A verbatim reproduction of the lines below, from the line containing "Log Core Library" through the line containing "pub mod sensor;", both ends included, is the whole required output.
======== SUPPLIED DATA ========
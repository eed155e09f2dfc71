//! `ID:value` record parsing.

/// One reading addressed to a sensor by name.
#[derive(Debug, Clone, Copy, PartialEq)]
pub struct Record<'a> {
    pub id: &'a str,
    pub value: f64,
}

/// Splits a line at its first `:` into a sensor id and a value.
///
/// Returns `None` when the line has no separator. The value is parsed with
/// [`lenient_f64`], so a malformed number becomes `0.0` instead of an error.
pub fn parse_record(line: &str) -> Option<Record<'_>> {
    let (id, value) = line.split_once(':')?;
    Some(Record {
        id,
        value: lenient_f64(value),
    })
}

/// Parses the longest decimal number at the start of `text`.
///
/// Leading whitespace is skipped and trailing garbage ignored, the way C's
/// `atof` behaves. Text with no leading number yields `0.0`.
pub fn lenient_f64(text: &str) -> f64 {
    let text = text.trim_start();
    let bytes = text.as_bytes();

    let mut end = 0;
    if matches!(bytes.first(), Some(b'+' | b'-')) {
        end = 1;
    }

    let int_digits = count_digits(&bytes[end..]);
    end += int_digits;

    let mut frac_digits = 0;
    if bytes.get(end) == Some(&b'.') {
        frac_digits = count_digits(&bytes[end + 1..]);
        if int_digits + frac_digits > 0 {
            end += 1 + frac_digits;
        }
    }
    if int_digits + frac_digits == 0 {
        return 0.0;
    }

    if matches!(bytes.get(end), Some(b'e' | b'E')) {
        let mut exp_end = end + 1;
        if matches!(bytes.get(exp_end), Some(b'+' | b'-')) {
            exp_end += 1;
        }
        let exp_digits = count_digits(&bytes[exp_end..]);
        if exp_digits > 0 {
            end = exp_end + exp_digits;
        }
    }

    text[..end].parse().unwrap_or(0.0)
}

fn count_digits(bytes: &[u8]) -> usize {
    bytes.iter().take_while(|b| b.is_ascii_digit()).count()
}
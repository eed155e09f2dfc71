//! Sensor Log Core Library
//!
//! Ordered reading lists, the pressure and temperature sensor variants,
//! and the registry that owns them and dispatches bulk operations by name.

pub mod error;
pub mod list;
pub mod name;
pub mod observer;
pub mod registry;
pub mod sensor;

pub use error::{Error, Result};
pub use list::{OrderedList, Reading};
pub use name::{SensorName, MAX_NAME_LEN};
pub use observer::{ListEvent, ListObserver, RegistryEvent, RegistryObserver, TracingObserver};
pub use registry::SensorRegistry;
pub use sensor::{Outcome, PressureSensor, Report, Sensor, SensorKind, TemperatureSensor};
========
TASK RESPONSE
//! Sensor Log Core Library
//!
//! Ordered reading lists, the pressure and temperature sensor variants,
//! and the registry that owns them and dispatches bulk operations by name.

pub mod error;
pub mod list;
pub mod name;
pub mod observer;
pub mod registry;
pub mod sensor;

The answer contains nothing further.